CYP3A5 Das CRISPR-Aktivierungsplasmid (h) ist ein aus drei Plasmiden bestehendes synergistisches Aktivierungsmediator-System (SAM), das für eine hocheffiziente, ortsspezifische transkriptionelle Hochregulation des CYP3A5-Lokus in menschlichen Zelllinien entwickelt wurde. Das System basiert auf einem katalytisch inaktiven Cas9 (dCas9), das zwei inaktivierende Mutationen (D10A und N863A) trägt, welche die Nukleaseaktivität eliminieren, während die DNA-Bindung erhalten bleibt.
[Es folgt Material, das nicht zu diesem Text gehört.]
use crate::{
    camera::CameraUniform, lights::LightsUniform,
    rendering::util::bind_group_builder::BindGroupBuilder,
};

/// Bind group 0 of the scene shaders: camera and lights.
pub struct GlobalUniform {
    camera_buffer: wgpu::Buffer,
    lights_buffer: wgpu::Buffer,
    pub bind_group: wgpu::BindGroup,
    pub bind_group_layout: wgpu::BindGroupLayout,
}

impl GlobalUniform {
    pub fn new(device: &wgpu::Device) -> Self {
        let camera_buffer = CameraUniform::default().create_buffer(device);
        let lights_buffer = LightsUniform::default().create_buffer(device);

        let (bind_group_layout, bind_group) =
            BindGroupBuilder::new("Global uniform", wgpu::ShaderStages::VERTEX_FRAGMENT)
                .uniform(0, &camera_buffer)
                .uniform(1, &lights_buffer)
                .build(device);

        Self {
            camera_buffer,
            lights_buffer,
            bind_group,
            bind_group_layout,
        }
    }

    pub fn update(&self, queue: &wgpu::Queue, camera: &CameraUniform, lights: &LightsUniform) {
        camera.update_buffer(queue, &self.camera_buffer);
        lights.update_buffer(queue, &self.lights_buffer);
    }
}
Dieses dCas9 ist mit VP64, einem potenten Transkriptionsaktivator, fusioniert und wird zusammen mit einem Blasticidin-Resistenzgen zur Selektion koexprimiert. Das zweite Plasmid kodiert das MS2-p65-HSF1-Fusionsprotein, einen sekundären Aktivatorkomplex, der zusammen mit dCas9-VP64 wirkt, sowie ein Hygromycin-Resistenzgen. Das dritte Plasmid kodiert für eine zielspezifische 20-nt-sgRNA, die an zwei MS2-RNA-Aptamere fusioniert ist, welche den MS2-p65-HSF1-Komplex an die Aktivierungsstelle rekrutieren, begleitet von einem Puromycin-Resistenzgen. Die drei Plasmide werden im Massenverhältnis 1:1:1 verabreicht, um eine ausgewogene Expression aller Systemkomponenten zu gewährleisten.
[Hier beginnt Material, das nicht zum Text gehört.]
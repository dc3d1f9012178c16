/// Builds a bind group and its layout from the same list of bindings, so the two can't
/// drift apart.
pub struct BindGroupBuilder<'a> {
    label: &'a str,
    visibility: wgpu::ShaderStages,
    layout_entries: Vec<wgpu::BindGroupLayoutEntry>,
    entries: Vec<wgpu::BindGroupEntry<'a>>,
}

impl<'a> BindGroupBuilder<'a> {
    pub fn new(label: &'a str, visibility: wgpu::ShaderStages) -> Self {
        Self {
            label,
            visibility,
            layout_entries: Vec::new(),
            entries: Vec::new(),
        }
    }

    pub fn uniform(self, binding: u32, buffer: &'a wgpu::Buffer) -> Self {
        self.entry(
            binding,
            wgpu::BindingType::Buffer {
                ty: wgpu::BufferBindingType::Uniform,
                has_dynamic_offset: false,
                min_binding_size: None,
            },
            buffer.as_entire_binding(),
        )
    }

    pub fn texture(self, binding: u32, view: &'a wgpu::TextureView) -> Self {
        self.entry(
            binding,
            wgpu::BindingType::Texture {
                sample_type: wgpu::TextureSampleType::Float { filterable: true },
                view_dimension: wgpu::TextureViewDimension::D2,
                multisampled: false,
            },
            wgpu::BindingResource::TextureView(view),
        )
    }

    pub fn sampler(self, binding: u32, sampler: &'a wgpu::Sampler) -> Self {
        self.entry(
            binding,
            wgpu::BindingType::Sampler(wgpu::SamplerBindingType::Filtering),
            wgpu::BindingResource::Sampler(sampler),
        )
    }

    fn entry(
        mut self,
        binding: u32,
        ty: wgpu::BindingType,
        resource: wgpu::BindingResource<'a>,
    ) -> Self {
        self.layout_entries.push(wgpu::BindGroupLayoutEntry {
            binding,
            visibility: self.visibility,
            ty,
            count: None,
        });
        self.entries.push(wgpu::BindGroupEntry { binding, resource });
        self
    }

    pub fn layout(&self, device: &wgpu::Device) -> wgpu::BindGroupLayout {
        device.create_bind_group_layout(&wgpu::BindGroupLayoutDescriptor {
            label: Some(&format!("{} bind group layout", self.label)),
            entries: &self.layout_entries,
        })
    }

    /// Creates only the bind group, against a layout built earlier from an identical builder.
    pub fn bind_group(
        &self,
        device: &wgpu::Device,
        layout: &wgpu::BindGroupLayout,
    ) -> wgpu::BindGroup {
        device.create_bind_group(&wgpu::BindGroupDescriptor {
            label: Some(&format!("{} bind group", self.label)),
            layout,
            entries: &self.entries,
        })
    }

    pub fn build(self, device: &wgpu::Device) -> (wgpu::BindGroupLayout, wgpu::BindGroup) {
        let layout = self.layout(device);
        let bind_group = self.bind_group(device, &layout);
        (layout, bind_group)
    }
}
Nach der Assemblierung am Zielort bindet der SAM-Komplex etwa 200 bp stromaufwärts der CYP3A5-Transkriptionsstartstelle, wo VP64, p65 und HSF1 gemeinsam die Transkriptionsmaschinerie rekrutieren und die Hochregulation der endogenen CYP3A5-Expression vorantreiben. Im Gegensatz zu nukleaseaktivem Cas9 verursacht dCas9 keine Doppelstrangbrüche und verändert die genomische Sequenz nicht, wodurch der native CYP3A5-Locus erhalten bleibt und die Untersuchung von CYP3A5-abhängigen Transkriptionsreaktionen am endogenen Locus ermöglicht wird. Dies macht es zu einem wertvollen Werkzeug für Funktionsstudien, die Identifizierung von Zielgenen und die Modellierung der Wiederherstellung des CYP3A5-Signalwegs in Tumorzellen mit stillgelegtem oder reduziertem CYP3A5-Ausdruck.
Nur für Forschungszwecke. Nicht für diagnostische oder therapeutische Zwecke bestimmt.